▶ **What to do**: Repeat exactly the lines of the entries below from the one with "assert_eq!(record.fields.len(), FIELDS.len());" through the one with "0.9).abs() < f64::EPSILON);", both ends included, and nothing else.

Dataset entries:

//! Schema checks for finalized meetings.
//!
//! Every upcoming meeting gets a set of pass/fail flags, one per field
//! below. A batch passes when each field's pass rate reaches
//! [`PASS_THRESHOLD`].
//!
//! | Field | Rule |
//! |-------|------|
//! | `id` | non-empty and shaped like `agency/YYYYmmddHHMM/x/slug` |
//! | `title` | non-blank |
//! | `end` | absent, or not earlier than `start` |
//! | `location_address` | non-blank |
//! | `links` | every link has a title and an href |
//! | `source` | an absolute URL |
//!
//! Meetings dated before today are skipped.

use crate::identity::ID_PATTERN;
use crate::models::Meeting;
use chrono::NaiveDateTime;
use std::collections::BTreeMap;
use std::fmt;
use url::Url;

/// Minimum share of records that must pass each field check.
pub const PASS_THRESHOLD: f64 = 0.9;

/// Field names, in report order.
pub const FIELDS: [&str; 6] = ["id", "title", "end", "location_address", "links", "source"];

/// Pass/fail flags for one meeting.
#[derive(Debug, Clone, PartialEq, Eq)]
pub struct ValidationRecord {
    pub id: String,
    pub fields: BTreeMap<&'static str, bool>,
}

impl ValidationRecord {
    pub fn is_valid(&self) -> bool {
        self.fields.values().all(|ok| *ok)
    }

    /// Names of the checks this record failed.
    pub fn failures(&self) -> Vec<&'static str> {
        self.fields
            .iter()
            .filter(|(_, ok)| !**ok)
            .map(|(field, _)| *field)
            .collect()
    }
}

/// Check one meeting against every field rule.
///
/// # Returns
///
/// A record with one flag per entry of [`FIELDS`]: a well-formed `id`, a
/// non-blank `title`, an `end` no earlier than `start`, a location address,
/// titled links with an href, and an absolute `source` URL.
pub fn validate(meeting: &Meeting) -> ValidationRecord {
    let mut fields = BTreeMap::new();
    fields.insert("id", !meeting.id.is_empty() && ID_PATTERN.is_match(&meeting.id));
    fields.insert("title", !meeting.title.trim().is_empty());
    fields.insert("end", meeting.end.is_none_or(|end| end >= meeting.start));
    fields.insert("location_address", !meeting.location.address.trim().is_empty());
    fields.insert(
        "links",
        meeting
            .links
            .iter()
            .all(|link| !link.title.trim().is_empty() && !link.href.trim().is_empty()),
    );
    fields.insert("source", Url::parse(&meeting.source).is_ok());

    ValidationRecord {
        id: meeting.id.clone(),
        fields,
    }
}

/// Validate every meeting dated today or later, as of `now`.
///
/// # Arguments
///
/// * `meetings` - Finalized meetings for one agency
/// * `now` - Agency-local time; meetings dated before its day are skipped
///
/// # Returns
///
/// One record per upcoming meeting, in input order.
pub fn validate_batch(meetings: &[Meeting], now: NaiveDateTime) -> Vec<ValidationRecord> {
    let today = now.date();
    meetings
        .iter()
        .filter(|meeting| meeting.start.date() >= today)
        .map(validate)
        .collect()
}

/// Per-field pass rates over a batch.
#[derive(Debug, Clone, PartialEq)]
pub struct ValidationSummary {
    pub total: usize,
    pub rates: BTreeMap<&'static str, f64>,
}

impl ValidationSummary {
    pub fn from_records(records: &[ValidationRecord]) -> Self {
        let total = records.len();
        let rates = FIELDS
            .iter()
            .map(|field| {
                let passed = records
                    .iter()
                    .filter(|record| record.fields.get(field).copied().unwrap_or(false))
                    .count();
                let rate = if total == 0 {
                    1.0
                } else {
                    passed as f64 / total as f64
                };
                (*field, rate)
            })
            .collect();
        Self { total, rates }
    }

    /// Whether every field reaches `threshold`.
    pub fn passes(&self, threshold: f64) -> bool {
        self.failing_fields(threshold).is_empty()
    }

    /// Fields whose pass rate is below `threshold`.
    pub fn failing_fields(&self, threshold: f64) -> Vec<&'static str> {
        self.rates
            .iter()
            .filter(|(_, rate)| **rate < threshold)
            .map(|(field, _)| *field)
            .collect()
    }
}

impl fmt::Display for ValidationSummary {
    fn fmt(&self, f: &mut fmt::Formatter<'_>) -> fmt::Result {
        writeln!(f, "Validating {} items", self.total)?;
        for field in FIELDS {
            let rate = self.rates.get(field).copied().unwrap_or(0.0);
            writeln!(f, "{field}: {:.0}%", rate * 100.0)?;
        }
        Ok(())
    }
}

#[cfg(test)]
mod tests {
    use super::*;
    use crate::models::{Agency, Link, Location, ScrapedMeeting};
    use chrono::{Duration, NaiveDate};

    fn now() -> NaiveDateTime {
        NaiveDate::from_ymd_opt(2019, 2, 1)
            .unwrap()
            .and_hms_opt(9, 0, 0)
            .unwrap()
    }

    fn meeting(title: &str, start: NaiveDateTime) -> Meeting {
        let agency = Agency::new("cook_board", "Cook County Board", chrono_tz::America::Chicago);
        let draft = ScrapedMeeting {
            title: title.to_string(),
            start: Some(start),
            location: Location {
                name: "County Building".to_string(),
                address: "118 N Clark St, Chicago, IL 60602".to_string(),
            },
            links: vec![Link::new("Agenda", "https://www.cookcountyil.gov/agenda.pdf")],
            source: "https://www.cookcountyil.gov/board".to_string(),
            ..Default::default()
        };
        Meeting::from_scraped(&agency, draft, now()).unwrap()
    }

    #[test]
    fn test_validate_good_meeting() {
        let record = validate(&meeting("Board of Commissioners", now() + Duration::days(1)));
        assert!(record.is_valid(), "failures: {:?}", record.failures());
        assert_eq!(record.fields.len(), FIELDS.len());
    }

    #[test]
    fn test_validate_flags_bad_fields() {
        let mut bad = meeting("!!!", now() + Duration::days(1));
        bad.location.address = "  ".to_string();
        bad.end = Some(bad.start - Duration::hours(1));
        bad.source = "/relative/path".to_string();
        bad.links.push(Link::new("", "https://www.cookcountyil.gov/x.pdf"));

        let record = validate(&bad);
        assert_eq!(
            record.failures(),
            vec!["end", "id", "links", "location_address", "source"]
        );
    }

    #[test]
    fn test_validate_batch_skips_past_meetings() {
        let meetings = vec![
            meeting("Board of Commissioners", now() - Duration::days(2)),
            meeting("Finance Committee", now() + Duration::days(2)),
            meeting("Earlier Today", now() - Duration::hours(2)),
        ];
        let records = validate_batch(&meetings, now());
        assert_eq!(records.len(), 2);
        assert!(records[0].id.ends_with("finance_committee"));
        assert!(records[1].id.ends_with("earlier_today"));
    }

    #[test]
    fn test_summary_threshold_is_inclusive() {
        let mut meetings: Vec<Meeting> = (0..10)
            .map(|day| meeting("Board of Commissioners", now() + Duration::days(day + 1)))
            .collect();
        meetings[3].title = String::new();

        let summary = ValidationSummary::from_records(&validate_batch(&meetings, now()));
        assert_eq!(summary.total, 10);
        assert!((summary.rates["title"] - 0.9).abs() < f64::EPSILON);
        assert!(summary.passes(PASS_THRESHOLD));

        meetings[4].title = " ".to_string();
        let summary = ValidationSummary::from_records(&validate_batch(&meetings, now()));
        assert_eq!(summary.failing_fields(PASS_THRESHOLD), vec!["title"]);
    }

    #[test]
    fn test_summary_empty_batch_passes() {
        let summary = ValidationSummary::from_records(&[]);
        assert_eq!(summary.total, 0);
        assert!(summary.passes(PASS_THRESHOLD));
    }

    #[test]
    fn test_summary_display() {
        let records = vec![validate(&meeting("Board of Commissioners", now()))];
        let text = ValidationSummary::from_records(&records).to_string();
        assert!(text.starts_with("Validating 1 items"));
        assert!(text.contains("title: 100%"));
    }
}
---
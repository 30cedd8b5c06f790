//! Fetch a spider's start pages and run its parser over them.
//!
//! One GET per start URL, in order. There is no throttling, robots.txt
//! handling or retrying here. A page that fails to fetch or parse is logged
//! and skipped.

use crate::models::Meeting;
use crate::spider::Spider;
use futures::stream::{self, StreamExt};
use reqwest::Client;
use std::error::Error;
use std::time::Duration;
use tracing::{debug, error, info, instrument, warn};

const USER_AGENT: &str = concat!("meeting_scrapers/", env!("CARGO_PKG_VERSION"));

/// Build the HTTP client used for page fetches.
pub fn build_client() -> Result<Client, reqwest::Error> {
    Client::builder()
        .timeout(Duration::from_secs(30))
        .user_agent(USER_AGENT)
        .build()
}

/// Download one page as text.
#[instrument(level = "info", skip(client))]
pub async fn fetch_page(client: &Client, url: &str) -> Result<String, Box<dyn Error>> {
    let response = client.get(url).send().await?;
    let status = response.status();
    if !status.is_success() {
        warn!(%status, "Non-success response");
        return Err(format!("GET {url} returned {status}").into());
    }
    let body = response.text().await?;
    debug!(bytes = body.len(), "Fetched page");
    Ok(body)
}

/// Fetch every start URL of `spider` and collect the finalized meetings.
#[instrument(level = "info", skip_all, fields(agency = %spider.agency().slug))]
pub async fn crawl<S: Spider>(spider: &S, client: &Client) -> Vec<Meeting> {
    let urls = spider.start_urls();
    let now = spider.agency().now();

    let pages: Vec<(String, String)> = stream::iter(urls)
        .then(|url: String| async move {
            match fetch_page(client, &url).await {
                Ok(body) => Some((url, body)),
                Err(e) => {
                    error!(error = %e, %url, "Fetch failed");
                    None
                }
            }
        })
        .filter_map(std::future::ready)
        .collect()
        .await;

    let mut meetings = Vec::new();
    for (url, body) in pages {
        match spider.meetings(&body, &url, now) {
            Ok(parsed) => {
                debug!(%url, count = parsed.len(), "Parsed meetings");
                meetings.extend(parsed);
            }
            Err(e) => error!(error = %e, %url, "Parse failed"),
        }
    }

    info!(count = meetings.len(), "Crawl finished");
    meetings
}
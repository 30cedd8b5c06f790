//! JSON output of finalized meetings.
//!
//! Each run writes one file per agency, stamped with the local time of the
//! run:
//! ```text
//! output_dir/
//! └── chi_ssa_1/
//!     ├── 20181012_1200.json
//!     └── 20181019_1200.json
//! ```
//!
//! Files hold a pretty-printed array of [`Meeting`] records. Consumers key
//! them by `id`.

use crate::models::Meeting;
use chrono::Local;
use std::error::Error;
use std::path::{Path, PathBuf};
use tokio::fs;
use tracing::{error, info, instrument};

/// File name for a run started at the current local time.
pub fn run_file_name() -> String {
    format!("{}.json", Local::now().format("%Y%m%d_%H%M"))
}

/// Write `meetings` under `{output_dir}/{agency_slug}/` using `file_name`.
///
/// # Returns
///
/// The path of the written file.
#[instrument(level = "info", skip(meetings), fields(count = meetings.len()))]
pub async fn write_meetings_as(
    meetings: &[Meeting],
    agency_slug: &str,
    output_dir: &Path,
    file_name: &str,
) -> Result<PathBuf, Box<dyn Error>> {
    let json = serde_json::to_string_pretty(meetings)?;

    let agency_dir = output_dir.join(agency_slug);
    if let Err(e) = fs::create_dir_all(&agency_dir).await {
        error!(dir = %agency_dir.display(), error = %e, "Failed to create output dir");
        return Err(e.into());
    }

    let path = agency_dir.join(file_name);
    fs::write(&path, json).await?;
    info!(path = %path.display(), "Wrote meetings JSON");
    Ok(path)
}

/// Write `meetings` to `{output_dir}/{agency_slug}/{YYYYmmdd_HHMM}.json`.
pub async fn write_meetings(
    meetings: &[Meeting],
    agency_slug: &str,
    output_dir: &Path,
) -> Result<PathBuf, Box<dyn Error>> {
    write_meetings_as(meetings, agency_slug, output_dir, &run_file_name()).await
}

▶ **Result**:
        assert_eq!(record.fields.len(), FIELDS.len());
    }

    #[test]
    fn test_validate_flags_bad_fields() {
        let mut bad = meeting("!!!", now() + Duration::days(1));
        bad.location.address = "  ".to_string();
        bad.end = Some(bad.start - Duration::hours(1));
        bad.source = "/relative/path".to_string();
        bad.links.push(Link::new("", "https://www.cookcountyil.gov/x.pdf"));

        let record = validate(&bad);
        assert_eq!(
            record.failures(),
            vec!["end", "id", "links", "location_address", "source"]
        );
    }

    #[test]
    fn test_validate_batch_skips_past_meetings() {
        let meetings = vec![
            meeting("Board of Commissioners", now() - Duration::days(2)),
            meeting("Finance Committee", now() + Duration::days(2)),
            meeting("Earlier Today", now() - Duration::hours(2)),
        ];
        let records = validate_batch(&meetings, now());
        assert_eq!(records.len(), 2);
        assert!(records[0].id.ends_with("finance_committee"));
        assert!(records[1].id.ends_with("earlier_today"));
    }

    #[test]
    fn test_summary_threshold_is_inclusive() {
        let mut meetings: Vec<Meeting> = (0..10)
            .map(|day| meeting("Board of Commissioners", now() + Duration::days(day + 1)))
            .collect();
        meetings[3].title = String::new();

        let summary = ValidationSummary::from_records(&validate_batch(&meetings, now()));
        assert_eq!(summary.total, 10);
        assert!((summary.rates["title"] - 0.9).abs() < f64::EPSILON);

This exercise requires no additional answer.